I was mostly in bed, taking pain meds as prescribed. I was walking on crutches and was able to put a little bit of weight on my leg, but only when I had to get up. I was icing whenever I was in bed, and I rested my foot on a rolled up towel, which elevated it to help with the swelling and allowed my leg to hang straight.

After 1 Week

I was able to walk around the house on crutches as needed, placing gradually more and more weight on my leg. I started to do quad sets and started adding straight leg raises, but my leg felt like mush and I couldn't do that many. I got my dressings taken off and started therapy at Athletic Advantage with Blair. She mostly worked on massaging out the fluids that were in my leg that had resulted from the swelling. I had a huge bruise around my shin with lots of discoloration and swelling. She also had me start to bend my leg off the edge of a table.
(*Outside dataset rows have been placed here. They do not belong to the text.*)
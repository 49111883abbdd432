pub mod airframe_stage;
pub mod biflight;
pub mod channel_scaling;
pub mod dshot;
pub mod mixer;
pub mod motors_state_manager;
pub mod triflight;
#[cfg(test)]
mod tests {
    use super::*;
    use shared_definitions::settings::ChannelType;

    const DT: f32 = 0.002;

    fn actuator_settings() -> ActuatorSettings {
        let mut actuator = ActuatorSettings::default();
        actuator.channels[3] = ActuatorChannel {
            min: 1000.0,
            max: 2000.0,
            neutral: 1500.0,
            deadband: 0,
            channel_type: ChannelType::Pwm,
        };
        actuator.channels[2].neutral = 1050.0;
        actuator
    }

    fn triflight() -> Triflight {
        Triflight::new(&actuator_settings(), TriflightSettings::default()).unwrap()
    }

    #[test]
    fn rejects_shared_channels() {
        let settings = TriflightSettings {
            servo_channel: 2,
            ..Default::default()
        };
        assert!(Triflight::new(&actuator_settings(), settings).is_err());
    }

    #[test]
    fn yaw_force_grows_with_tail_angle() {
        let tri = triflight();
        for pair in tri.yaw_force_curve.windows(2) {
            assert!(pair[1] > pair[0]);
        }
        assert!(tri.max_yaw_force() > 0.0);
        assert_eq!(tri.angle_at_yaw_force(-1.0e6), 40.0);
        assert_eq!(tri.angle_at_yaw_force(1.0e6), 140.0);
    }

    #[test]
    fn pitch_zero_angle_is_the_zero_force_angle() {
        let tri = triflight();
        let thrust_factor = TriflightSettings::default().motor_thrust_factor;
        let zero_force_angle = 180.0 - atanf(thrust_factor).to_degrees();
        assert!((tri.pitch_zero_angle() - zero_force_angle).abs() < 1e-3);
        assert!((tri.angle_at_yaw_force(0.0) - zero_force_angle).abs() < 0.1);
    }

    #[test]
    fn neutral_servo_cancels_tail_yaw() {
        let tri = triflight();
        let thrust_factor = TriflightSettings::default().motor_thrust_factor;
        // Motor tilted so its torque and thrust components cancel.
        let zero_force_angle = 180.0 - atanf(thrust_factor).to_degrees();
        let corrected = tri.corrected_servo_value(1500.0);
        let angle = tri.servo_angle_at_value(corrected);
        assert!((angle - zero_force_angle).abs() < 0.1, "{}", angle);
    }

    #[test]
    fn servo_correction_is_monotonic() {
        let tri = triflight();
        let mut previous = 0.0;
        for step in 0..=100 {
            let corrected = tri.corrected_servo_value(1000.0 + step as f32 * 10.0);
            assert!(corrected >= previous);
            assert!((1000.0..=2000.0).contains(&corrected));
            previous = corrected;
        }
    }

    #[test]
    fn servo_angle_and_value_agree() {
        let tri = triflight();
        assert_eq!(tri.servo_angle_at_value(1000.0), 130.0);
        assert_eq!(tri.servo_angle_at_value(1500.0), 90.0);
        assert_eq!(tri.servo_angle_at_value(2000.0), 50.0);
        assert!((tri.servo_value_at_angle(110.0) - 1250.0).abs() < 1e-3);
        assert!((tri.servo_value_at_angle(70.0) - 1750.0).abs() < 1e-3);
    }

    #[test]
    fn virtual_servo_slews_at_rated_speed() {
        let mut tri = triflight();
        tri.virtual_servo_step(2000.0, 0.01);
        assert!((tri.servo_angle() - 87.0).abs() < 1e-4);
        for _ in 0..100 {
            tri.virtual_servo_step(2000.0, 0.01);
        }
        assert_eq!(tri.servo_angle(), 50.0);
    }

    #[test]
    fn feedback_servo_tracks_adc() {
        let mut tri = triflight();
        tri.servo_angle = 120.0;
        tri.feedback_servo_step(None, DT);
        assert_eq!(tri.servo_angle(), 90.0);

        for _ in 0..1000 {
            tri.feedback_servo_step(Some(1000.0), DT);
        }
        assert!((tri.servo_angle() - 130.0).abs() < 0.1);
    }

    #[test]
    fn tilted_tail_needs_more_throttle() {
        let mut tri = triflight();
        assert!(tri.motor_correction().abs() < 1e-3);
        tri.servo_angle = 60.0;
        assert!(tri.motor_correction() > 0.0);
    }

    #[test]
    fn dynamic_yaw_gain_follows_tail_motor() {
        let mut tri = triflight();
        tri.update_dynamic_yaw();
        assert!((tri.dynamic_yaw_gain() - 1.5).abs() < 1e-4);

        for _ in 0..2000 {
            tri.virtual_tail_motor_step(2000.0, DT);
        }
        tri.update_dynamic_yaw();
        assert!((tri.virtual_tail_motor() - 1.0).abs() < 1e-3);
        assert!((tri.dynamic_yaw_gain() - 0.75).abs() < 1e-2);
    }

    #[test]
    fn disarmed_outputs_pass_through() {
        let mut tri = triflight();
        let mut command = ActuatorCommand::default();
        command.channel[2] = 1000.0;
        command.channel[3] = 1500.0;
        let original = command;
        tri.apply_to_command(
            &mut command,
            &StageInputs {
                armed: false,
                dt: DT,
                servo_feedback: [None; 2],
            },
        );
        assert_eq!(command, original);
    }

    #[test]
    fn armed_outputs_are_corrected() {
        let mut tri = triflight();
        let mut command = ActuatorCommand::default();
        command.channel[2] = 1500.0;
        command.channel[3] = 1500.0;
        tri.apply_to_command(
            &mut command,
            &StageInputs {
                armed: true,
                dt: DT,
                servo_feedback: [None; 2],
            },
        );
        assert!(command.channel[3] < 1500.0);
        assert!(command.channel[2] >= 1500.0);
    }
}
pub mod actuator;
pub mod alarms;
pub mod settings;
pub mod stabilization;
pub mod system_ident;

pub const ROLL: usize = 0;
pub const PITCH: usize = 1;
pub const YAW: usize = 2;
pub const MAX_AXES: usize = 3;

/// Number of physical output channels the mixer drives.
pub const MAX_MIX_ACTUATORS: usize = 10;
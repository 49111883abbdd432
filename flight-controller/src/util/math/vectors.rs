use std::ops::{Add, AddAssign, Index, IndexMut, Mul, Sub};

/// Per-axis triple in body frame order roll, pitch, yaw.
#[derive(Debug, Default, Clone, Copy, PartialEq)]
pub struct RotationVector3D {
    pub roll: f32,
    pub pitch: f32,
    pub yaw: f32,
}

impl RotationVector3D {
    pub const fn new(roll: f32, pitch: f32, yaw: f32) -> Self {
        Self { roll, pitch, yaw }
    }

    pub fn to_array(&self) -> [f32; 3] {
        [self.roll, self.pitch, self.yaw]
    }

    pub fn map(self, mut f: impl FnMut(f32) -> f32) -> Self {
        Self {
            roll: f(self.roll),
            pitch: f(self.pitch),
            yaw: f(self.yaw),
        }
    }
}

impl From<[f32; 3]> for RotationVector3D {
    fn from(value: [f32; 3]) -> Self {
        Self {
            roll: value[0],
            pitch: value[1],
            yaw: value[2],
        }
    }
}

impl From<RotationVector3D> for [f32; 3] {
    fn from(value: RotationVector3D) -> Self {
        value.to_array()
    }
}

impl Index<usize> for RotationVector3D {
    type Output = f32;

    fn index(&self, axis: usize) -> &Self::Output {
        match axis {
            0 => &self.roll,
            1 => &self.pitch,
            _ => &self.yaw,
        }
    }
}

impl IndexMut<usize> for RotationVector3D {
    fn index_mut(&mut self, axis: usize) -> &mut Self::Output {
        match axis {
            0 => &mut self.roll,
            1 => &mut self.pitch,
            _ => &mut self.yaw,
        }
    }
}

impl Add<RotationVector3D> for RotationVector3D {
    type Output = RotationVector3D;

    fn add(self, rhs: RotationVector3D) -> Self::Output {
        Self {
            roll: self.roll + rhs.roll,
            pitch: self.pitch + rhs.pitch,
            yaw: self.yaw + rhs.yaw,
        }
    }
}

impl Sub<RotationVector3D> for RotationVector3D {
    type Output = RotationVector3D;

    fn sub(self, rhs: RotationVector3D) -> Self::Output {
        Self {
            roll: self.roll - rhs.roll,
            pitch: self.pitch - rhs.pitch,
            yaw: self.yaw - rhs.yaw,
        }
    }
}

impl AddAssign<RotationVector3D> for RotationVector3D {
    fn add_assign(&mut self, rhs: RotationVector3D) {
        self.roll += rhs.roll;
        self.pitch += rhs.pitch;
        self.yaw += rhs.yaw;
    }
}

impl Mul<f32> for RotationVector3D {
    type Output = RotationVector3D;

    fn mul(self, rhs: f32) -> Self::Output {
        self.map(|value| value * rhs)
    }
}
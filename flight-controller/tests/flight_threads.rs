use std::{
    sync::{atomic::AtomicBool, mpsc},
    thread,
    time::Duration,
};

use flight_core::{
    config::store::{InMemoryPersistence, SETTINGS_STORE},
    output::motors_state_manager::MotorsStateManager,
    shared_core_values::{
        SHARED_ACTUATOR_COMMAND, SHARED_ALARMS, SHARED_FLIGHT_STATUS, SHARED_STABILIZATION_DESIRED,
    },
    threads::start_flight_threads,
};
use shared_definitions::{
    actuator::{FlightMode, FlightStatus},
    alarms::{AlarmLevel, SystemAlarm},
    settings::MixerSettings,
    stabilization::{InertialSample, StabilizationDesired, StabilizationMode},
};

static RUNNING: AtomicBool = AtomicBool::new(false);

#[test]
fn hover_then_failsafe_when_the_gyro_stops() {
    SETTINGS_STORE
        .lock()
        .unwrap()
        .set_mixer(MixerSettings::quad_x())
        .unwrap();
    SHARED_STABILIZATION_DESIRED.store(&StabilizationDesired {
        thrust: 0.5,
        ..StabilizationDesired::with_modes([StabilizationMode::Rate; 3])
    });
    SHARED_FLIGHT_STATUS.store(&FlightStatus {
        armed: true,
        flight_mode: FlightMode::Acro,
    });

    let (gyro, samples) = mpsc::channel();
    let threads = start_flight_threads(
        samples,
        Box::new(MotorsStateManager::new()),
        InMemoryPersistence::default(),
        &RUNNING,
    )
    .unwrap();

    for _ in 0..300 {
        gyro.send(InertialSample::default()).unwrap();
        thread::sleep(Duration::from_millis(1));
    }
    let hovering = SHARED_ACTUATOR_COMMAND.read();
    for value in &hovering.channel[..4] {
        assert!(*value > 1400.0 && *value < 1600.0, "{}", value);
    }

    drop(gyro);
    let persistence = threads.join().unwrap();
    assert_eq!(persistence.save_count, 0);

    // Losing the control loop leaves the motors off.
    assert_eq!(SHARED_ACTUATOR_COMMAND.read().channel[..4], [1000.0; 4]);
    assert_eq!(SHARED_ALARMS.get(SystemAlarm::Actuator), AlarmLevel::Critical);
}
pub mod filters;
pub mod misc;
pub mod quaternion;
pub mod vectors;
Surprisingly, it didn't hurt my knee - I only felt an intense stretching sensation in my quads as she slowly bent my leg to about 45 degrees or so.

After 2 Weeks

I kept up with trying to bend my knee and also on my quad strength. I was walking without crutches by the end of the week, but my leg was still locked straight in the brace. Still icing whenever in bed and did a lot of painful "massages" trying to push fluid that was stuck around my shins up and back through my system. Blair told me to push the swelling up my leg, not down, since it all gets brought back in to the heart. Circulation is weird. I started doing straight leg raises on my side and also clam shells (where you lie on your side, knees bent, and open up your legs keeping your ankles together - it works your butt/hips).

After 3 Weeks

I started working on my range of motion on a stationary bike. It started off slow- I could only pedal forward a little before my knee would stop me, and I'd have to pedal backwards until I met the same resistance. After working on it for half an hour, I was finally able to pedal a full rotation and was able to bike normally. I stopped icing as frequently, but continued to do so and to massage out the swelling in my knee. Blair gave me more strengthening exercises to do: lateral walking with a band around my knees, side kicks with the band, and ball tosses on the bad leg to help with my balance.

After 4 Weeks

I went back to school and went back to seeing Meghan again, instead of Blair. Meghan's got a tough love outlook on life: I came in being able to bend my knee to 93 degrees on my own, and she pushed me all the way to 135... four times. It hurt like all hell, but ever since she did I've been able to bend my knee past 90 on my own. I continued to bike to keep my range of motion and I also added squats (holding on to a table) and step ups on my bad leg to my to-do list. She unlocked my brace to 90 and I started walking around normally and going up/down stairs.

Note: I've been told by my roommate Anne that if you have had meniscus complications, they won't let you bend it past 90 for the first month, so don't be discouraged cause she's doing great now.